TASK DETAILS — From the entries below, return exactly the lines beginning at the one that contains "#[tokio::test]" and ending at the one that contains "RGBA colour sample.", both of them included, and only those lines.

::::::::

//! Domain-specific error types for the pixel tree pinger.
//!
//! Setup failures are returned as `Result<T, PtreeError>` and are fatal
//! to the process. Per-packet send failures never leave the worker
//! that observed them.

use thiserror::Error;

/// The canonical error type for `ptree-core`.
#[derive(Debug, Error)]
pub enum PtreeError {
    // ── Configuration Errors ─────────────────────────────────────
    /// The destination network could not be parsed as an IPv6 address.
    #[error("invalid destination prefix {input:?}: {reason}")]
    InvalidPrefix { input: String, reason: String },

    /// A configuration value is outside its accepted range.
    #[error("invalid configuration: {0}")]
    InvalidConfig(String),

    /// The selected transmission backend is not built into this binary.
    #[error("transmission backend {backend} is not available (interface {interface:?})")]
    UnsupportedBackend {
        backend: &'static str,
        interface: String,
    },

    // ── Image Errors ─────────────────────────────────────────────
    /// The source image could not be decoded.
    #[error("could not decode image: {0}")]
    ImageDecode(String),

    // ── Transmission Errors ──────────────────────────────────────
    /// A transmission channel (ping socket) could not be opened.
    #[error("could not open ping socket: {0}")]
    ChannelOpen(#[source] std::io::Error),

    // ── Queue Errors ─────────────────────────────────────────────
    /// The work queue was closed while the scheduler was still producing.
    #[error("work queue closed")]
    QueueClosed,

    // ── Generic ──────────────────────────────────────────────────
    /// The OS/IO layer reported an error.
    #[error("io error: {0}")]
    Io(#[from] std::io::Error),

    /// Catch-all for errors that do not fit another variant.
    #[error("{0}")]
    Other(String),
}

/// Convenience alias used across the crate.
pub type PtreeResult<T> = Result<T, PtreeError>;

// ── Convenient From implementations ──────────────────────────────

impl From<String> for PtreeError {
    fn from(s: String) -> Self {
        PtreeError::Other(s)
    }
}

impl From<&str> for PtreeError {
    fn from(s: &str) -> Self {
        PtreeError::Other(s.to_string())
    }
}

impl<T> From<tokio::sync::mpsc::error::SendError<T>> for PtreeError {
    fn from(_: tokio::sync::mpsc::error::SendError<T>) -> Self {
        PtreeError::QueueClosed
    }
}

impl From<image::ImageError> for PtreeError {
    fn from(e: image::ImageError) -> Self {
        PtreeError::ImageDecode(e.to_string())
    }
}

#[cfg(test)]
mod tests {
    use super::*;

    #[test]
    fn error_display_messages() {
        let e = PtreeError::InvalidPrefix {
            input: "not-an-ip".into(),
            reason: "invalid IPv6 address syntax".into(),
        };
        assert!(e.to_string().contains("not-an-ip"));

        let e = PtreeError::UnsupportedBackend {
            backend: "pcap",
            interface: "eth0".into(),
        };
        assert!(e.to_string().contains("pcap"));
        assert!(e.to_string().contains("eth0"));
    }

    #[test]
    fn from_string() {
        let e: PtreeError = "something broke".into();
        assert!(matches!(e, PtreeError::Other(_)));
    }

    #[test]
    fn from_io() {
        let io_err = std::io::Error::new(std::io::ErrorKind::PermissionDenied, "no raw sockets");
        let e: PtreeError = io_err.into();
        assert!(matches!(e, PtreeError::Io(_)));
    }

    #[tokio::test]
    async fn from_send_error() {
        let (tx, rx) = tokio::sync::mpsc::channel::<u8>(1);
        drop(rx);
        let e: PtreeError = tx.send(1).await.unwrap_err().into();
        assert!(matches!(e, PtreeError::QueueClosed));
    }
}
//! Pixel → IPv6 address encodings.
//!
//! The display lights one pixel per address it receives a ping on. Two
//! address layouts are in use across deployments:
//!
//! - [`ByteOffset`]: the low 64 bits of the prefix carry binary
//!   `x`, `y`, `b`, `g`, `r`, `a` fields.
//! - [`TextSegment`]: the prefix's first three groups followed by the
//!   decimal coordinates and hex colour bytes as separate groups.
//!
//! Both are selected once at startup and used through the
//! [`AddressEncoding`] trait.

use std::net::Ipv6Addr;

// ── Pixel ────────────────────────────────────────────────────────

/// One 8-bit RGBA colour sample.
#[derive(Debug, Clone, Copy, PartialEq, Eq, Hash)]
pub struct Pixel {
    pub r: u8,
    pub g: u8,
    pub b: u8,
    pub a: u8,
}

impl Pixel {
    pub const fn new(r: u8, g: u8, b: u8, a: u8) -> Self {
        Self { r, g, b, a }
    }

    /// Fully transparent pixels are never drawn.
    pub const fn is_transparent(&self) -> bool {
        self.a == 0
    }

    /// Scale the colour channels by alpha.
    ///
    /// Works in 16-bit channel space and shifts back down to 8 bits, so
    /// opaque pixels come out unchanged.
    pub fn premultiplied(self) -> Self {
        let a = self.a as u32;
        let scale = |c: u8| ((c as u32 * a * 0x101 / 0xff) >> 8) as u8;
        Self {
            r: scale(self.r),
            g: scale(self.g),
            b: scale(self.b),
            a: self.a,
        }
    }
}

impl From<image::Rgba<u8>> for Pixel {
    fn from(px: image::Rgba<u8>) -> Self {
        let [r, g, b, a] = px.0;
        Self { r, g, b, a }
    }
}

// ── AddressEncoding ──────────────────────────────────────────────

/// Maps a display coordinate and colour onto a target address.
pub trait AddressEncoding: Send + Sync {
    /// Short name used in logs.
    fn name(&self) -> &'static str;

    /// Exclusive upper bounds `(width, height)` of the addressable area.
    fn bounds(&self) -> (u32, u32);

    /// Encode one pixel.
    ///
    /// Returns `None` for transparent pixels and for coordinates outside
    /// [`bounds`](Self::bounds).
    fn encode(&self, prefix: Ipv6Addr, x: u32, y: u32, pixel: Pixel) -> Option<Ipv6Addr>;

    /// Whether `(x, y)` lies inside the addressable area.
    fn contains(&self, x: u32, y: u32) -> bool {
        let (w, h) = self.bounds();
        x < w && y < h
    }
}

// ── ByteOffset ───────────────────────────────────────────────────

/// Binary layout in the low 64 bits of the address.
///
/// ```text
/// bytes 0..8   prefix (unchanged)
/// bytes 8..10  x  (big-endian u16)
/// bytes 10..12 y  (big-endian u16)
/// byte  12     blue
/// byte  13     green
/// byte  14     red
/// byte  15     alpha
/// ```
#[derive(Debug, Clone, Copy, Default)]
pub struct ByteOffset;

impl ByteOffset {
    /// Recover `(x, y, pixel)` from an address produced by [`encode`](AddressEncoding::encode).
    pub fn decode(addr: Ipv6Addr) -> (u16, u16, Pixel) {
        let o = addr.octets();
        let x = u16::from_be_bytes([o[8], o[9]]);
        let y = u16::from_be_bytes([o[10], o[11]]);
        (x, y, Pixel::new(o[14], o[13], o[12], o[15]))
    }
}

impl AddressEncoding for ByteOffset {
    fn name(&self) -> &'static str {
        "byte-offset"
    }

    fn bounds(&self) -> (u32, u32) {
        (u16::MAX as u32 + 1, u16::MAX as u32 + 1)
    }

    fn encode(&self, prefix: Ipv6Addr, x: u32, y: u32, pixel: Pixel) -> Option<Ipv6Addr> {
        if pixel.is_transparent() || !self.contains(x, y) {
            return None;
        }

        let mut o = prefix.octets();
        o[8..10].copy_from_slice(&(x as u16).to_be_bytes());
        o[10..12].copy_from_slice(&(y as u16).to_be_bytes());
        o[12] = pixel.b;
        o[13] = pixel.g;
        o[14] = pixel.r;
        o[15] = pixel.a;
        Some(Ipv6Addr::from(o))
    }
}

// ── TextSegment ──────────────────────────────────────────────────

/// Default display width for the text-segment layout.
pub const DEFAULT_MAX_WIDTH: u32 = 1920;
/// Default display height for the text-segment layout.
pub const DEFAULT_MAX_HEIGHT: u32 = 1080;

/// Largest bound representable: four decimal digits per group.
pub const TEXT_SEGMENT_LIMIT: u32 = 10_000;

/// Textual layout: `{p0}:{p1}:{p2}:{x}:{y}:{rr}:{gg}:{bb}`.
///
/// `x` and `y` are written in decimal and read back as hex groups, so
/// the display is limited to four decimal digits per axis.
#[derive(Debug, Clone, Copy)]
pub struct TextSegment {
    max_width: u32,
    max_height: u32,
}

impl TextSegment {
    /// Bounds are clamped to [`TEXT_SEGMENT_LIMIT`].
    pub fn new(max_width: u32, max_height: u32) -> Self {
        Self {
            max_width: max_width.min(TEXT_SEGMENT_LIMIT),
            max_height: max_height.min(TEXT_SEGMENT_LIMIT),
        }
    }
}

impl Default for TextSegment {
    fn default() -> Self {
        Self::new(DEFAULT_MAX_WIDTH, DEFAULT_MAX_HEIGHT)
    }
}

impl AddressEncoding for TextSegment {
    fn name(&self) -> &'static str {
        "text-segment"
    }

    fn bounds(&self) -> (u32, u32) {
        (self.max_width, self.max_height)
    }

    fn encode(&self, prefix: Ipv6Addr, x: u32, y: u32, pixel: Pixel) -> Option<Ipv6Addr> {
        if pixel.is_transparent() || !self.contains(x, y) {
            return None;
        }

        let s = prefix.segments();
        format!(
            "{:x}:{:x}:{:x}:{}:{}:{:02x}:{:02x}:{:02x}",
            s[0], s[1], s[2], x, y, pixel.r, pixel.g, pixel.b
        )
        .parse()
        .ok()
    }
}

// ── Tests ────────────────────────────────────────────────────────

::::::::

EXERCISE ANSWER —
    #[tokio::test]
    async fn from_send_error() {
        let (tx, rx) = tokio::sync::mpsc::channel::<u8>(1);
        drop(rx);
        let e: PtreeError = tx.send(1).await.unwrap_err().into();
        assert!(matches!(e, PtreeError::QueueClosed));
    }
}
//! Pixel → IPv6 address encodings.
//!
//! The display lights one pixel per address it receives a ping on. Two
//! address layouts are in use across deployments:
//!
//! - [`ByteOffset`]: the low 64 bits of the prefix carry binary
//!   `x`, `y`, `b`, `g`, `r`, `a` fields.
//! - [`TextSegment`]: the prefix's first three groups followed by the
//!   decimal coordinates and hex colour bytes as separate groups.
//!
//! Both are selected once at startup and used through the
//! [`AddressEncoding`] trait.

use std::net::Ipv6Addr;

// ── Pixel ────────────────────────────────────────────────────────

/// One 8-bit RGBA colour sample.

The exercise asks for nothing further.